What you are asked to do => Using the records underneath, tally the lines where the word "calculator" appears and please give only the count.

START Given records

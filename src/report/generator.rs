//! Markdown and JSON rendering of a finished run.
//!
//! The synthesized report is embedded as-is; this module adds metadata,
//! the execution trace, charts and sources around it.

use crate::coordinator::RunResult;
use crate::models::{ConfidenceLevel, ExecutionTrace, Record, Visualization};
use crate::synthesis::aggregator::total_duration_ms;
use anyhow::{Context, Result};
use chrono::{DateTime, Utc};
use serde::Serialize;
use serde_json::Value;
use std::path::Path;

/// Facts about the run that the coordinator does not know.
#[derive(Debug, Clone, Serialize)]
pub struct ReportMetadata {
    pub model_used: String,
    pub generated_at: DateTime<Utc>,
    pub duration_seconds: f64,
}

/// Sections to include in the markdown report.
#[derive(Debug, Clone, Copy)]
pub struct ReportOptions {
    pub include_traces: bool,
}

impl Default for ReportOptions {
    fn default() -> Self {
        Self {
            include_traces: true,
        }
    }
}

/// Generate a complete Markdown report.
pub fn generate_markdown_report(
    result: &RunResult,
    metadata: &ReportMetadata,
    options: &ReportOptions,
) -> String {
    let mut output = String::new();

    output.push_str("# Councilor Report\n\n");
    output.push_str(&generate_metadata_section(result, metadata));
    output.push_str(&generate_summary_section(result));
    output.push_str(&result.report);
    if !result.report.ends_with('\n') {
        output.push('\n');
    }
    output.push('\n');

    if options.include_traces {
        output.push_str(&generate_trace_section(&result.traces));
    }
    output.push_str(&generate_visualization_section(result));
    output.push_str(&generate_sources_section(&result.sources));
    output.push_str(&generate_footer());

    output
}

fn generate_metadata_section(result: &RunResult, metadata: &ReportMetadata) -> String {
    let mut section = String::new();

    section.push_str("## Metadata\n\n");
    section.push_str(&format!("- **Session:** `{}`\n", result.session_id));
    section.push_str(&format!(
        "- **Generated:** {}\n",
        metadata.generated_at.format("%Y-%m-%d %H:%M:%S UTC")
    ));
    section.push_str(&format!("- **Model Used:** `{}`\n", metadata.model_used));
    section.push_str(&format!("- **Agents Run:** {}\n", result.agent_count));
    section.push_str(&format!(
        "- **Duration:** {:.1}s\n\n",
        metadata.duration_seconds
    ));

    section
}

fn generate_summary_section(result: &RunResult) -> String {
    let mut section = String::new();

    section.push_str("## Summary\n\n");
    section.push_str(&format!(
        "**Overall confidence:** {:.0}% {}\n\n",
        result.confidence * 100.0,
        ConfidenceLevel::from_confidence(result.confidence).emoji()
    ));

    if !result.execution_order.is_empty() {
        section.push_str(&format!(
            "**Execution order:** {}\n\n",
            result.execution_order.join(" → ")
        ));
    }
    if !result.selection_reason.is_empty() {
        section.push_str(&format!("*{}*\n\n", result.selection_reason));
    }

    if result.levels.total() > 0 {
        section.push_str(&format!(
            "| {} Pass | {} Warn | {} Fail | **Total** |\n",
            ConfidenceLevel::Pass.emoji(),
            ConfidenceLevel::Warn.emoji(),
            ConfidenceLevel::Fail.emoji(),
        ));
        section.push_str("|:---:|:---:|:---:|:---:|\n");
        section.push_str(&format!(
            "| {} | {} | {} | **{}** |\n\n",
            result.levels.pass,
            result.levels.warn,
            result.levels.fail,
            result.levels.total()
        ));
    }

    section
}

fn generate_trace_section(traces: &[ExecutionTrace]) -> String {
    if traces.is_empty() {
        return String::new();
    }

    let mut section = String::new();

    section.push_str("## Execution Trace\n\n");
    section.push_str("| # | Agent | Started | Duration | Confidence |\n");
    section.push_str("|:---:|:---|:---|---:|---:|\n");

    for (i, trace) in traces.iter().enumerate() {
        section.push_str(&format!(
            "| {} | {} | {} | {}ms | {:.0}% |\n",
            i + 1,
            trace.agent_name,
            trace.timestamp.format("%H:%M:%S"),
            trace.duration_ms,
            trace.confidence * 100.0
        ));
    }
    section.push('\n');

    section
}

fn generate_visualization_section(result: &RunResult) -> String {
    let charts: Vec<(&str, &Visualization)> = result
        .agent_results
        .iter()
        .flat_map(|o| o.visualizations.iter().map(move |v| (o.agent_name.as_str(), v)))
        .collect();

    if charts.is_empty() {
        return String::new();
    }

    let mut section = String::new();
    section.push_str("## Charts\n\n");
    for (agent, chart) in charts {
        section.push_str(&generate_chart_block(agent, chart));
    }

    section
}

/// A chart rendered as a table; the kind is kept as a tag for richer frontends.
fn generate_chart_block(agent: &str, chart: &Visualization) -> String {
    let mut block = String::new();

    block.push_str(&format!("### {} ({}, from {})\n\n", chart.title, chart.kind, agent));

    if !chart.data.is_empty() {
        // Rows may carry different keys; columns are their union in first-seen order.
        let mut columns: Vec<&String> = Vec::new();
        for key in chart.data.iter().flat_map(|row| row.keys()) {
            if !columns.contains(&key) {
                columns.push(key);
            }
        }
        block.push_str(&format!(
            "| {} |\n",
            columns.iter().map(|c| c.as_str()).collect::<Vec<_>>().join(" | ")
        ));
        block.push_str(&format!("|{}\n", "---|".repeat(columns.len())));

        for row in &chart.data {
            let cells: Vec<String> = columns
                .iter()
                .map(|c| row.get(c.as_str()).map(cell_text).unwrap_or_default())
                .collect();
            block.push_str(&format!("| {} |\n", cells.join(" | ")));
        }
        block.push('\n');
    }

    if !chart.insight.is_empty() {
        block.push_str(&format!("> 💡 {}\n\n", chart.insight));
    }

    block
}

fn cell_text(value: &Value) -> String {
    match value {
        Value::String(s) => s.clone(),
        Value::Null => String::new(),
        other => other.to_string(),
    }
}

fn generate_sources_section(sources: &[Record]) -> String {
    if sources.is_empty() {
        return String::new();
    }

    let mut section = String::new();
    section.push_str("## Sources\n\n");

    for (i, source) in sources.iter().enumerate() {
        let fields: Vec<String> = source
            .iter()
            .map(|(k, v)| format!("{}: {}", k, cell_text(v)))
            .collect();
        section.push_str(&format!("{}. {}\n", i + 1, fields.join(", ")));
    }
    section.push('\n');

    section
}

fn generate_footer() -> String {
    "---\n\n*Report generated by Councilor*\n".to_string()
}

/// JSON form of a run, including per-agent outputs.
pub fn generate_json_report(result: &RunResult, metadata: &ReportMetadata) -> Result<String> {
    #[derive(Serialize)]
    struct JsonReport<'a> {
        metadata: &'a ReportMetadata,
        agent_time_ms: u64,
        #[serde(flatten)]
        result: &'a RunResult,
    }

    let report = JsonReport {
        metadata,
        agent_time_ms: total_duration_ms(&result.agent_results),
        result,
    };
    serde_json::to_string_pretty(&report).map_err(Into::into)
}

/// Write rendered report text to `path`.
pub fn write_report(content: &str, path: &Path) -> Result<()> {
    std::fs::write(path, content)
        .with_context(|| format!("Failed to write report to {}", path.display()))
}

#[cfg(test)]
mod tests {
    use super::*;
    use crate::models::{record, AgentOutput, VisualizationKind};
    use crate::synthesis::LevelSummary;
    use serde_json::json;

    fn create_test_result() -> RunResult {
        let law = AgentOutput::new("law_expert", "Article 12 applies.")
            .with_confidence(0.85)
            .with_source(record([("type", json!("law_analysis")), ("query", json!("q"))]));
        let calc = AgentOutput::new("calculator", "Corporate saves 3M.")
            .with_confidence(0.9)
            .with_visualization(Visualization {
                kind: VisualizationKind::Compare,
                title: "Corporate vs sole proprietor".to_string(),
                data: vec![
                    record([("option", json!("corporate")), ("tax", json!(1000))]),
                    record([("option", json!("sole")), ("tax", json!(1300))]),
                ],
                insight: "Corporate is cheaper".to_string(),
            });
        let traces = vec![ExecutionTrace::from(&law), ExecutionTrace::from(&calc)];

        RunResult {
            query: "법인 전환시 세금 비교".to_string(),
            session_id: "session-1".to_string(),
            report: "## 📊 Combined Analysis Report\n\nbody\n".to_string(),
            confidence: 0.875,
            agent_count: 2,
            sources: law.sources.clone(),
            agent_results: vec![law, calc],
            execution_order: vec!["law_expert".to_string(), "calculator".to_string()],
            selection_reason: "Keyword match: law_expert, calculator".to_string(),
            traces,
            levels: LevelSummary {
                pass: 2,
                warn: 0,
                fail: 0,
            },
        }
    }

    fn create_metadata() -> ReportMetadata {
        ReportMetadata {
            model_used: "test-model".to_string(),
            generated_at: Utc::now(),
            duration_seconds: 4.2,
        }
    }

    #[test]
    fn test_generate_markdown_report() {
        let markdown = generate_markdown_report(
            &create_test_result(),
            &create_metadata(),
            &ReportOptions::default(),
        );

        assert!(markdown.contains("# Councilor Report"));
        assert!(markdown.contains("## Metadata"));
        assert!(markdown.contains("`session-1`"));
        assert!(markdown.contains("`test-model`"));
        assert!(markdown.contains("law_expert → calculator"));
        assert!(markdown.contains("## 📊 Combined Analysis Report"));
        assert!(markdown.contains("## Execution Trace"));
        assert!(markdown.contains("## Sources"));
        assert!(markdown.contains("type: law_analysis"));
    }

    #[test]
    fn test_traces_can_be_omitted() {
        let options = ReportOptions {
            include_traces: false,
        };
        let markdown = generate_markdown_report(&create_test_result(), &create_metadata(), &options);
        assert!(!markdown.contains("## Execution Trace"));
    }

    #[test]
    fn test_chart_block_renders_table() {
        let result = create_test_result();
        let chart = &result.agent_results[1].visualizations[0];
        let block = generate_chart_block("calculator", chart);

        assert!(block.contains("### Corporate vs sole proprietor (compare, from calculator)"));
        assert!(block.contains("| option | tax |"));
        assert!(block.contains("| sole | 1300 |"));
        assert!(block.contains("Corporate is cheaper"));
    }

    #[test]
    fn test_chart_columns_cover_every_row() {
        let chart = Visualization {
            kind: VisualizationKind::Compare,
            title: "Tax burden comparison".to_string(),
            data: vec![
                record([("name", json!("Sole")), ("income_tax", json!(3500)), ("total", json!(4100))]),
                record([
                    ("name", json!("Corporation")),
                    ("corporate_tax", json!(1200)),
                    ("total", json!(3500)),
                ]),
            ],
            insight: String::new(),
        };
        let block = generate_chart_block("calculator", &chart);

        assert!(block.contains("| income_tax | name | total | corporate_tax |"));
        assert!(block.contains("|---|---|---|---|\n"));
        assert!(block.contains("| 3500 | Sole | 4100 |  |"));
        assert!(block.contains("|  | Corporation | 3500 | 1200 |"));
    }

    #[test]
    fn test_empty_run_has_no_optional_sections() {
        let result = RunResult {
            query: "q".to_string(),
            session_id: "s".to_string(),
            report: "No analysis results.".to_string(),
            confidence: 0.0,
            agent_count: 0,
            agent_results: Vec::new(),
            execution_order: Vec::new(),
            selection_reason: String::new(),
            sources: Vec::new(),
            traces: Vec::new(),
            levels: LevelSummary::default(),
        };
        let markdown = generate_markdown_report(&result, &create_metadata(), &ReportOptions::default());

        assert!(markdown.contains("No analysis results."));
        assert!(!markdown.contains("## Charts"));
        assert!(!markdown.contains("## Sources"));
        assert!(!markdown.contains("| ✅ Pass"));
    }

    #[test]
    fn test_generate_json_report() {
        let json = generate_json_report(&create_test_result(), &create_metadata()).unwrap();
        let value: Value = serde_json::from_str(&json).unwrap();

        assert_eq!(value["session_id"], json!("session-1"));
        assert_eq!(value["metadata"]["model_used"], json!("test-model"));
        assert_eq!(value["agent_results"][1]["visualizations"][0]["type"], json!("compare"));
        assert_eq!(value["execution_order"][0], json!("law_expert"));
    }

    #[test]
    fn test_write_report() {
        let dir = tempfile::tempdir().unwrap();
        let path = dir.path().join("report.md");
        write_report("# hi\n", &path).unwrap();
        assert_eq!(std::fs::read_to_string(path).unwrap(), "# hi\n");
    }
}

END Given records

Finished exercise => 7